1. In Bruges
The feature film debut from writer/director Martin McDonagh about two hit men in hiding navigates between hilarity and darkness with ease. Masterful performances by Colin Farrell and Brendan Gleeson take the film into a territory uncommon in modern movies–one where every scene is engrossing and we become blissfully lost to what’s on the screen.
2. Milk
Sean Penn gives the best performance of the year as the legendary Harvey Milk, the first openly gay American to hold a public office who was tragically assassinated by a coworker. The subject matter could have carried the film alone, but the script, performances and direction by Gus Van Sant only add to the material.
3. Religulous
We shouldn’t live in a society where a documentary that criticizes religion is deemed controversial, but we here we are. Bill Maher goes a bit Borat as he tours the world, asking tough questions of all sorts of religious people, both intelligent and well, let’s just say, borderline retarded.
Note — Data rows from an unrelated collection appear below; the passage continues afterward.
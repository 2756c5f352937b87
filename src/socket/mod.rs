/*! Stackable protocol layers.

The `socket` module deals with *protocol layers* and how they are chained together.

Every layer implements [Socket]. Frames travelling from the network towards the
application enter a layer through [Socket::push_up]; the layer strips its own header and,
if the frame was meant for it, hands the inner frame to the [Sink] attached above it.
Frames travelling towards the network enter through [Socket::push_down]; the layer adds its
header and hands the result to the [Sink] attached below it.

[link] chains two layers so that each one feeds the other. The outermost sinks, the
application above the top layer and the frame dispatch pipeline below the bottom one, are
attached directly; an `mpsc::Sender<(Frame, bool)>` is a ready-made [Sink].
*/

use core::fmt;
use std::sync::mpsc::Sender;
use std::sync::{Arc, Mutex, PoisonError, Weak};

use crate::frame::Frame;
use crate::time::Instant;
use crate::wire::{IpProtocol, Ipv4Address};

pub mod ip;
pub mod tcp;

/// Gives an indication on the next time the socket should be polled.
#[derive(Debug, PartialOrd, Ord, PartialEq, Eq, Clone, Copy)]
pub enum PollAt {
    /// The socket needs to be polled at given [Instant][struct.Instant].
    Time(Instant),
    /// The socket does not need to be polled unless there are external changes.
    Ingress,
}

/// The side of a socket a neighbour is attached to.
#[derive(Debug, PartialEq, Eq, Clone, Copy, Hash)]
pub enum Direction {
    /// Towards the application.
    Up,
    /// Towards the network.
    Down,
}

/// Receiver of the frames a socket produces.
///
/// A sink is always called with no socket lock held, so it may call back into any socket.
pub trait Sink: Send + Sync {
    fn deliver(&self, frame: Frame, push: bool);
}

impl Sink for Sender<(Frame, bool)> {
    fn deliver(&self, frame: Frame, push: bool) {
        if self.send((frame, push)).is_err() {
            net_debug!("sink: receiver gone, frame dropped");
        }
    }
}

/// One end of a binding.
#[derive(Debug, PartialEq, Eq, Clone, Copy, Hash)]
pub enum BindingAddress {
    Ipv4(Ipv4Address),
    Port(u16),
}

impl fmt::Display for BindingAddress {
    fn fmt(&self, f: &mut fmt::Formatter) -> fmt::Result {
        match self {
            BindingAddress::Ipv4(addr) => write!(f, "{addr}"),
            BindingAddress::Port(port) => write!(f, "{port}"),
        }
    }
}

/// What a socket is bound to: the frames it claims on the way up and stamps on the way
/// down.
#[derive(Debug, PartialEq, Eq, Clone, Copy, Hash)]
pub struct Binding {
    pub local: BindingAddress,
    pub remote: BindingAddress,
    pub protocol: IpProtocol,
}

impl fmt::Display for Binding {
    fn fmt(&self, f: &mut fmt::Formatter) -> fmt::Result {
        write!(f, "{} {} <-> {}", self.protocol, self.local, self.remote)
    }
}

/// A bidirectional protocol layer.
pub trait Socket: Send + Sync {
    /// Attempt to decapsulate `frame`.
    ///
    /// Returns `false` if the frame does not belong to this socket's binding, in which case
    /// nothing else happens. Otherwise the inner frame, if any is complete, goes to the sink
    /// above.
    fn push_up(&self, frame: &Frame, push: bool) -> bool;

    /// Encapsulate `frame` according to this socket's binding and hand the result to the
    /// sink below.
    fn push_down(&self, frame: &Frame, push: bool);

    /// Emit any buffered output.
    fn flush(&self);

    fn binding(&self) -> Binding;

    /// The neighbours of this socket.
    fn links(&self) -> &Links;

    fn attach(&self, direction: Direction, sink: Arc<dyn Sink>) {
        self.links().attach(direction, sink)
    }

    fn detach(&self, direction: Direction) {
        self.links().detach(direction)
    }

    /// Detach from both neighbours. Frames pushed afterwards are processed but go nowhere.
    fn close(&self) {
        self.links().clear()
    }
}

#[derive(Default)]
struct Neighbours {
    up: Option<Arc<dyn Sink>>,
    down: Option<Arc<dyn Sink>>,
}

/// The sinks attached above and below a socket.
#[derive(Default)]
pub struct Links {
    inner: Mutex<Neighbours>,
}

impl fmt::Debug for Links {
    fn fmt(&self, f: &mut fmt::Formatter) -> fmt::Result {
        let inner = self.inner.lock().unwrap_or_else(PoisonError::into_inner);
        f.debug_struct("Links")
            .field("up", &inner.up.is_some())
            .field("down", &inner.down.is_some())
            .finish()
    }
}

impl Links {
    pub fn new() -> Links {
        Links::default()
    }

    pub fn attach(&self, direction: Direction, sink: Arc<dyn Sink>) {
        let mut inner = self.inner.lock().unwrap_or_else(PoisonError::into_inner);
        match direction {
            Direction::Up => inner.up = Some(sink),
            Direction::Down => inner.down = Some(sink),
        }
    }

    pub fn detach(&self, direction: Direction) {
        let mut inner = self.inner.lock().unwrap_or_else(PoisonError::into_inner);
        match direction {
            Direction::Up => inner.up = None,
            Direction::Down => inner.down = None,
        }
    }

    pub fn clear(&self) {
        let mut inner = self.inner.lock().unwrap_or_else(PoisonError::into_inner);
        inner.up = None;
        inner.down = None;
    }

    fn sink(&self, direction: Direction) -> Option<Arc<dyn Sink>> {
        let inner = self.inner.lock().unwrap_or_else(PoisonError::into_inner);
        match direction {
            Direction::Up => inner.up.clone(),
            Direction::Down => inner.down.clone(),
        }
    }

    /// Hand a decapsulated frame to the sink above.
    pub fn frame_decapsulated(&self, frame: Frame, push: bool) {
        match self.sink(Direction::Up) {
            Some(sink) => sink.deliver(frame, push),
            None => net_trace!("links: nothing attached above, dropping {}", frame),
        }
    }

    /// Hand an encapsulated frame to the sink below.
    pub fn frame_encapsulated(&self, frame: Frame, push: bool) {
        match self.sink(Direction::Down) {
            Some(sink) => sink.deliver(frame, push),
            None => net_trace!("links: nothing attached below, dropping {}", frame),
        }
    }
}

struct PushUp(Weak<dyn Socket>);

impl Sink for PushUp {
    fn deliver(&self, frame: Frame, push: bool) {
        if let Some(socket) = self.0.upgrade() {
            socket.push_up(&frame, push);
        }
    }
}

struct PushDown(Weak<dyn Socket>);

impl Sink for PushDown {
    fn deliver(&self, frame: Frame, push: bool) {
        if let Some(socket) = self.0.upgrade() {
            socket.push_down(&frame, push);
        }
    }
}

/// Chain `upper` on top of `lower`: frames `lower` decapsulates are pushed up into `upper`,
/// frames `upper` encapsulates are pushed down into `lower`.
///
/// The link holds weak references only; dropping either socket breaks it.
pub fn link<L, U>(lower: &Arc<L>, upper: &Arc<U>)
where
    L: Socket + 'static,
    U: Socket + 'static,
{
    let lower_weak: Weak<L> = Arc::downgrade(lower);
    let upper_weak: Weak<U> = Arc::downgrade(upper);
    let lower_dyn: Weak<dyn Socket> = lower_weak;
    let upper_dyn: Weak<dyn Socket> = upper_weak;
    lower.attach(Direction::Up, Arc::new(PushUp(upper_dyn)));
    upper.attach(Direction::Down, Arc::new(PushDown(lower_dyn)));
}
Yes, the movie is insightful and important, but it’s also funny as hell.
4. The Dark Knight
Here is a superhero movie that manages to delight not just comic book fans, but even people that hate the genre. That’s because, even more so than Batman Begins, the movie feels like a crime epic that just happens to be about a man who dresses like a bat.
5. Tropic Thunder
Just when most people had written him off, Ben Stiller moves back up the comedy ladder with this action/comedy. The cast, led by Stiller and Robert Downey Jr. as actors accidentally thrown in a real-life action movie, manages to make manic comedy into an art form.
6. Snow Angels
The always-brilliant director David Gordon Green does it again with this deceptively simple story about loss and love in a small town. The film continues to build upon itself, mixing an impending sense of doom with strong human emotions of love and friendship.
7. Up the Yangtze
This documentary about the effects of a dam on rural China shows, without forcing the message on us, the impact of uncaring consumerism and progress on the farming communities of the country. The camera sits back and witnesses the lives of those on a cruise ship as it floats up the river and observes the displaced peasants that live on its shores.
8. Cloverfield
Cloverfield takes a monster-movie plot, and with clever filmmaking tactics, makes it seem real. This is a frightening, and efficient, movie that puts us right there in the horror as we see a monster destroy New York from at first a distance and later, as the characters try to get out of the city, up close.
9. Changeling
This quietly affecting film, from director Clint Eastwood, is a masterful examination of corruption and unending dedication, whether it is for good or evil. The sheer power of some scenes in this film will stick with you for some time.
10. Frost/Nixon
Ron Howard has managed to restage a series of 1977 interviews between TV personality David Frost and disgraced former-President Richard Nixon and craft it into a thrilling cinematic boxing match between two men who have a burning wish to prove that they aren’t who the public thinks they are.